* [What is required]
Please copy each line below that contains the word "PartialEq".

[Data excerpts]
// Core ECS components for formation agents
// One entity per agent; the roster lives on FormationManager

use bevy_ecs::prelude::*;
use glam::{Quat, Vec3};

/// Position and facing of an agent. Facing is `rotation * Vec3::Z`.
#[derive(Component, Debug, Clone, Copy)]
pub struct Transform {
    pub position: Vec3,
    pub rotation: Quat,
}

impl Default for Transform {
    fn default() -> Self {
        Self {
            position: Vec3::ZERO,
            rotation: Quat::IDENTITY,
        }
    }
}

impl Transform {
    pub fn from_position(position: Vec3) -> Self {
        Self {
            position,
            ..Default::default()
        }
    }

    /// Unit forward vector.
    #[inline]
    pub fn forward(&self) -> Vec3 {
        self.rotation * Vec3::Z
    }
}

/// Velocity of an entity in 3D space (units per second)
#[derive(Component, Debug, Clone, Copy, Default)]
pub struct Velocity {
    pub linear: Vec3,
}

/// Steering state of one agent.
#[derive(Debug, Clone, Copy, PartialEq, Eq)]
pub enum MotionState {
    /// Reached its target; velocity is zero and it turns to its slot orientation.
    Idle,
    /// Actively steering toward a target.
    Moving,
}

/// Waypoints produced by one search plus the index of the next one to reach.
/// Never edited after creation; a new request replaces it.
#[derive(Debug, Clone, Default, PartialEq)]
pub struct Path {
    waypoints: Vec<Vec3>,
    cursor: usize,
}

impl Path {
    pub fn new(waypoints: Vec<Vec3>) -> Self {
        Self { waypoints, cursor: 0 }
    }

    pub fn waypoints(&self) -> &[Vec3] {
        &self.waypoints
    }

    pub fn cursor(&self) -> usize {
        self.cursor
    }

    /// Waypoint under the cursor, `None` once every waypoint was reached.
    pub fn current(&self) -> Option<Vec3> {
        self.waypoints.get(self.cursor).copied()
    }

    pub fn advance(&mut self) {
        if self.cursor < self.waypoints.len() {
            self.cursor += 1;
        }
    }

    pub fn is_finished(&self) -> bool {
        self.cursor >= self.waypoints.len()
    }
}

/// Leader follows its own path; followers chase their formation slot.
#[derive(Debug, Clone, PartialEq)]
pub enum Role {
    Leader { path: Path },
    Follower,
}

impl Role {
    pub fn is_leader(&self) -> bool {
        matches!(self, Role::Leader { .. })
    }
}

/// Formation membership and controller state.
#[derive(Component, Debug, Clone)]
pub struct Agent {
    /// Index into the formation's slot tables.
    pub slot: usize,
    pub role: Role,
    pub state: MotionState,
}

impl Agent {
    pub fn leader(slot: usize) -> Self {
        Self {
            slot,
            role: Role::Leader {
                path: Path::default(),
            },
            state: MotionState::Moving,
        }
    }

    pub fn follower(slot: usize) -> Self {
        Self {
            slot,
            role: Role::Follower,
            state: MotionState::Moving,
        }
    }

    #[inline]
    pub fn has_reached_target(&self) -> bool {
        self.state == MotionState::Idle
    }
}

#[cfg(test)]
mod tests {
    use super::*;

    #[test]
    fn path_cursor_stops_at_end() {
        let mut path = Path::new(vec![Vec3::X, Vec3::Z]);
        assert_eq!(path.current(), Some(Vec3::X));
        path.advance();
        assert_eq!(path.current(), Some(Vec3::Z));
        path.advance();
        path.advance();
        assert!(path.is_finished());
        assert_eq!(path.cursor(), 2);
        assert_eq!(path.current(), None);
    }

    #[test]
    fn default_transform_faces_forward() {
        let t = Transform::from_position(Vec3::new(1.0, 0.0, 2.0));
        assert!((t.forward() - Vec3::Z).length() < 1e-6);
    }
}
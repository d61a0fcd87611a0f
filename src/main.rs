// Headless formation demo
// Plans a leader path across the grid and runs fixed ticks until the group settles

use clap::Parser;
use glam::Vec3;
use log::{error, info};
use rand::rngs::StdRng;
use rand::{Rng, SeedableRng};

use flume_formation::{FIXED_DT, FormationManager, NavResult, SimConfig};

/// Command line arguments for the formation demo.
#[derive(Parser, Debug)]
#[command(name = "flume_formation")]
#[command(about = "Leader/follower formation movement over an A* grid")]
#[command(version)]
struct Args {
    /// TOML config file; built-in defaults when omitted
    #[arg(short, long)]
    config: Option<String>,

    /// Maximum number of fixed ticks to simulate
    #[arg(short, long, default_value_t = 1500)]
    ticks: u32,

    /// Leader destination on the XZ plane
    #[arg(
        long,
        num_args = 2,
        value_names = ["X", "Z"],
        allow_negative_numbers = true,
        default_values_t = [7.5, 7.5]
    )]
    dest: Vec<f32>,

    /// Obstacle to place before planning (repeatable)
    #[arg(
        long,
        num_args = 2,
        value_names = ["X", "Z"],
        allow_negative_numbers = true,
        action = clap::ArgAction::Append
    )]
    obstacle: Vec<f32>,

    /// Number of randomly scattered obstacles
    #[arg(long, default_value_t = 0)]
    random_obstacles: usize,

    /// Random seed for obstacle scattering
    #[arg(short, long, default_value_t = 7)]
    seed: u64,

    /// Print the grid with the planned path
    #[arg(long)]
    show_grid: bool,
}

fn main() {
    env_logger::init();

    let args = Args::parse();
    if let Err(e) = run(&args) {
        error!("{e}");
        std::process::exit(1);
    }
}

fn run(args: &Args) -> NavResult<()> {
    let config = match &args.config {
        Some(path) => SimConfig::load(path)?,
        None => SimConfig::default(),
    };

    let mut formation = FormationManager::with_default_scene(&config, config.grid.center)?;

    for pair in args.obstacle.chunks_exact(2) {
        formation.insert_obstacle(Vec3::new(pair[0], 0.0, pair[1]))?;
    }

    if args.random_obstacles > 0 {
        let mut rng = StdRng::seed_from_u64(args.seed);
        let half = config.grid.world_size * 0.5;
        let center = config.grid.center;
        let mut placed = 0;
        while placed < args.random_obstacles {
            let point = Vec3::new(
                center.x + rng.gen_range(-half.x..half.x),
                0.0,
                center.z + rng.gen_range(-half.y..half.y),
            );
            // Keep the spawn area around the leader clear.
            if (point - formation.leader_position()).length() < 2.0 {
                continue;
            }
            formation.insert_obstacle(point)?;
            placed += 1;
        }
        info!("scattered {placed} obstacles (seed {})", args.seed);
    }

    let destination = Vec3::new(args.dest[0], 0.0, args.dest[1]);
    let waypoints = formation.request_leader_path(destination)?;
    if args.show_grid {
        println!("{}", formation.grid().ascii_map(formation.leader_path().waypoints()));
    }

    for _ in 0..args.ticks {
        formation.tick(FIXED_DT);
        if waypoints > 0 && formation.leader_path().is_finished() && formation.is_settled() {
            break;
        }
        if formation.ticks() % 50 == 0 {
            info!(
                "tick {}: leader at {} waypoint {}/{}",
                formation.ticks(),
                formation.leader_position(),
                formation.leader_path().cursor(),
                waypoints
            );
        }
    }

    info!(
        "stopped after {} ticks ({:.2}s simulated)",
        formation.ticks(),
        formation.ticks() as f32 * FIXED_DT
    );
    for agent in formation.agents() {
        println!(
            "slot {} {:<8} pos ({:6.2}, {:6.2}) reached {}",
            agent.slot,
            if agent.is_leader { "leader" } else { "follower" },
            agent.position.x,
            agent.position.z,
            agent.has_reached_target()
        );
    }
    Ok(())
}
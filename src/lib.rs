// Formation movement over a walkability grid.
//
// A* search over `engine::navigation::GridMap` produces the leader's waypoints;
// `engine::formation::FormationManager` keeps the followers in their slots and
// drives every agent's steering controller once per fixed tick.

pub mod config;
pub mod engine;

pub use config::SimConfig;
pub use engine::{
    AgentSnapshot, AgentController, FormationManager, GridMap, MotionState, ObstacleSet,
    SlotSpec, find_path,
};

/// Errors surfaced to callers of the navigation and formation commands.
#[derive(thiserror::Error, Debug)]
pub enum NavError {
    /// A world point mapped outside the grid extent.
    #[error("point ({x}, {z}) lies outside the navigation grid")]
    OutOfBounds { x: f32, z: f32 },

    /// Reading a configuration file failed
    #[error("I/O error: {0}")]
    Io(#[from] std::io::Error),

    /// Configuration file could not be parsed
    #[error("config parse error: {0}")]
    Config(#[from] toml::de::Error),

    /// Configuration parsed but is unusable
    #[error("invalid config: {0}")]
    InvalidConfig(String),
}

/// Result type used throughout the crate.
pub type NavResult<T> = Result<T, NavError>;

/// Fixed simulation step in seconds.
pub const FIXED_DT: f32 = 0.02;
// Walkability grid for formation pathfinding.
//
// The world plane is XZ; Y is up and never affects cell lookup.
// Cells are created once and only their walkable flag changes afterwards.
// Search bookkeeping (g/h cost, parent) lives on the cells and is reset at
// the start of every search, see `astar::find_path`.

use glam::{UVec2, Vec2, Vec3};
use log::debug;

use super::scene::ObstacleField;
use crate::{NavError, NavResult};

/// (dx, dz) of the eight surrounding cells.
#[rustfmt::skip]
const NEIGHBOR_OFFSETS: [(i64, i64); 8] = [
    (-1, -1), (0, -1), (1, -1),
    (-1,  0),          (1,  0),
    (-1,  1), (0,  1), (1,  1),
];

// ============================================================================
// CELL
// ============================================================================

/// One grid square.
#[derive(Debug, Clone)]
pub struct Cell {
    /// False once an obstacle body overlaps the cell.
    pub walkable: bool,
    /// Cell centre on the ground plane (y = grid origin y).
    pub world_position: Vec3,
    pub grid_x: u32,
    pub grid_y: u32,

    pub(crate) g_cost: u32,
    pub(crate) h_cost: u32,
    /// Index of the predecessor cell. Only meaningful during or right after a search.
    pub(crate) parent: Option<usize>,
}

impl Cell {
    fn new(walkable: bool, world_position: Vec3, grid_x: u32, grid_y: u32) -> Self {
        Self {
            walkable,
            world_position,
            grid_x,
            grid_y,
            g_cost: u32::MAX,
            h_cost: 0,
            parent: None,
        }
    }

    #[inline]
    pub fn coord(&self) -> UVec2 {
        UVec2::new(self.grid_x, self.grid_y)
    }

    /// Cost from the start of the last search. `u32::MAX` if never reached.
    pub fn g_cost(&self) -> u32 {
        self.g_cost
    }

    pub fn h_cost(&self) -> u32 {
        self.h_cost
    }

    #[inline]
    pub fn f_cost(&self) -> u32 {
        self.g_cost.saturating_add(self.h_cost)
    }
}

// ============================================================================
// GRID MAP
// ============================================================================

/// Row-major grid of cells plus the world <-> cell mapping.
/// Cell (cx, cz) covers [origin + c * cell_size, origin + (c + 1) * cell_size) on X and Z.
pub struct GridMap {
    cells: Vec<Cell>,
    width: u32,
    height: u32,
    cell_size: f32,
    /// Bottom-left corner (min X, min Z) of the grid in world space.
    origin: Vec3,
    /// Incremented whenever a walkable flag changes.
    revision: u64,
}

impl GridMap {
    /// Fully open grid of `width` x `height` cells whose bottom-left corner is `origin`.
    pub fn new_open(width: u32, height: u32, cell_size: f32, origin: Vec3) -> Self {
        assert!(width > 0 && height > 0, "grid must have at least one cell");
        assert!(cell_size > 0.0, "cell size must be positive");

        let mut cells = Vec::with_capacity((width * height) as usize);
        for cz in 0..height {
            for cx in 0..width {
                let center = Self::center_of(origin, cell_size, UVec2::new(cx, cz));
                cells.push(Cell::new(true, center, cx, cz));
            }
        }

        Self {
            cells,
            width,
            height,
            cell_size,
            origin,
            revision: 0,
        }
    }

    /// Open grid covering `world_size` (X, Z) centred on `center`.
    /// Cell counts are rounded to the nearest whole cell.
    pub fn centered(center: Vec3, world_size: Vec2, cell_size: f32) -> Self {
        let width = ((world_size.x / cell_size).round() as u32).max(1);
        let height = ((world_size.y / cell_size).round() as u32).max(1);
        let origin = center - Vec3::new(world_size.x * 0.5, 0.0, world_size.y * 0.5);
        Self::new_open(width, height, cell_size, origin)
    }

    pub fn width(&self) -> u32 {
        self.width
    }

    pub fn height(&self) -> u32 {
        self.height
    }

    pub fn cell_size(&self) -> f32 {
        self.cell_size
    }

    pub fn origin(&self) -> Vec3 {
        self.origin
    }

    pub fn revision(&self) -> u64 {
        self.revision
    }

    pub fn len(&self) -> usize {
        self.cells.len()
    }

    pub fn is_empty(&self) -> bool {
        self.cells.is_empty()
    }

    /// Convert a world-space position (XZ plane) to the grid cell that contains it.
    /// Returns `None` if the position is outside the grid.
    pub fn world_to_cell(&self, pos: Vec3) -> Option<UVec2> {
        let x = ((pos.x - self.origin.x) / self.cell_size).floor();
        let z = ((pos.z - self.origin.z) / self.cell_size).floor();
        // Negated comparison also rejects NaN.
        if !(x >= 0.0 && z >= 0.0) {
            return None;
        }
        let (cx, cz) = (x as u32, z as u32);
        if cx >= self.width || cz >= self.height {
            return None;
        }
        Some(UVec2::new(cx, cz))
    }

    /// The cell containing `pos`, or `OutOfBounds`.
    pub fn cell_at(&self, pos: Vec3) -> NavResult<&Cell> {
        self.world_to_cell(pos)
            .map(|c| &self.cells[self.idx(c)])
            .ok_or(NavError::OutOfBounds { x: pos.x, z: pos.z })
    }

    /// Cell by grid coordinate. Panics if `coord` is out of range.
    pub fn cell(&self, coord: UVec2) -> &Cell {
        assert!(self.in_bounds(coord), "cell {coord} outside {}x{} grid", self.width, self.height);
        &self.cells[self.idx(coord)]
    }

    /// World-space center of a grid cell (on the ground plane).
    pub fn cell_center(&self, cell: UVec2) -> Vec3 {
        Self::center_of(self.origin, self.cell_size, cell)
    }

    fn center_of(origin: Vec3, cell_size: f32, cell: UVec2) -> Vec3 {
        origin
            + Vec3::new(
                (cell.x as f32 + 0.5) * cell_size,
                0.0,
                (cell.y as f32 + 0.5) * cell_size,
            )
    }

    #[inline]
    pub fn in_bounds(&self, cell: UVec2) -> bool {
        cell.x < self.width && cell.y < self.height
    }

    #[inline]
    pub(crate) fn idx(&self, cell: UVec2) -> usize {
        (cell.y * self.width + cell.x) as usize
    }

    #[inline]
    pub(crate) fn coord_of(&self, idx: usize) -> UVec2 {
        let idx = idx as u32;
        UVec2::new(idx % self.width, idx / self.width)
    }

    pub fn is_walkable(&self, cell: UVec2) -> bool {
        self.cells[self.idx(cell)].walkable
    }

    /// Force a cell's walkable flag. The next `update_grid` rescans and may overwrite it.
    pub fn set_walkable(&mut self, cell: UVec2, walkable: bool) {
        let idx = self.idx(cell);
        if self.cells[idx].walkable != walkable {
            self.cells[idx].walkable = walkable;
            self.revision += 1;
        }
    }

    /// All eight (cardinal + diagonal) neighbors, clamped to bounds.
    /// Walkability is not checked here; the search filters it.
    pub fn neighbors(&self, pos: UVec2) -> impl Iterator<Item = UVec2> + use<> {
        let (x, z) = (pos.x as i64, pos.y as i64);
        let (wi, hi) = (self.width as i64, self.height as i64);
        NEIGHBOR_OFFSETS
            .into_iter()
            .filter(move |&(dx, dz)| {
                let nx = x + dx;
                let nz = z + dz;
                nx >= 0 && nz >= 0 && nx < wi && nz < hi
            })
            .map(move |(dx, dz)| UVec2::new((x + dx) as u32, (z + dz) as u32))
    }

    /// Re-scan `field` and refresh every cell's walkable flag.
    ///
    /// A cell is blocked when a body overlaps any part of its square.
    /// Returns how many cells changed; calling twice with an unchanged field
    /// returns 0 the second time.
    pub fn update_grid(&mut self, field: &dyn ObstacleField) -> usize {
        let half_extent = self.cell_size * 0.5;
        let mut changed = 0;
        for cell in &mut self.cells {
            let walkable = !field.overlaps_square(cell.world_position, half_extent);
            if cell.walkable != walkable {
                cell.walkable = walkable;
                changed += 1;
            }
        }
        if changed > 0 {
            self.revision += 1;
        }
        debug!(
            "grid update: {changed} cells changed, {} blocked, revision {}",
            self.cells.iter().filter(|c| !c.walkable).count(),
            self.revision
        );
        changed
    }

    /// Clear search bookkeeping left behind by a previous search.
    pub(crate) fn reset_search(&mut self) {
        for cell in &mut self.cells {
            cell.g_cost = u32::MAX;
            cell.h_cost = 0;
            cell.parent = None;
        }
    }

    #[inline]
    pub(crate) fn cell_by_idx(&self, idx: usize) -> &Cell {
        &self.cells[idx]
    }

    #[inline]
    pub(crate) fn cell_by_idx_mut(&mut self, idx: usize) -> &mut Cell {
        &mut self.cells[idx]
    }

    /// Text dump of the grid, top row = highest Z.
    /// `#` blocked, `*` a cell on `path`, `.` free.
    pub fn ascii_map(&self, path: &[Vec3]) -> String {
        let on_path: Vec<UVec2> = path.iter().filter_map(|p| self.world_to_cell(*p)).collect();
        let mut out = String::with_capacity(((self.width + 1) * self.height) as usize);
        for cz in (0..self.height).rev() {
            for cx in 0..self.width {
                let c = UVec2::new(cx, cz);
                let symbol = if on_path.contains(&c) {
                    '*'
                } else if !self.is_walkable(c) {
                    '#'
                } else {
                    '.'
                };
                out.push(symbol);
            }
            out.push('\n');
        }
        out
    }
}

* [Answer for the task]
#[derive(Debug, Clone, Copy, PartialEq, Eq)]
#[derive(Debug, Clone, Default, PartialEq)]
#[derive(Debug, Clone, PartialEq)]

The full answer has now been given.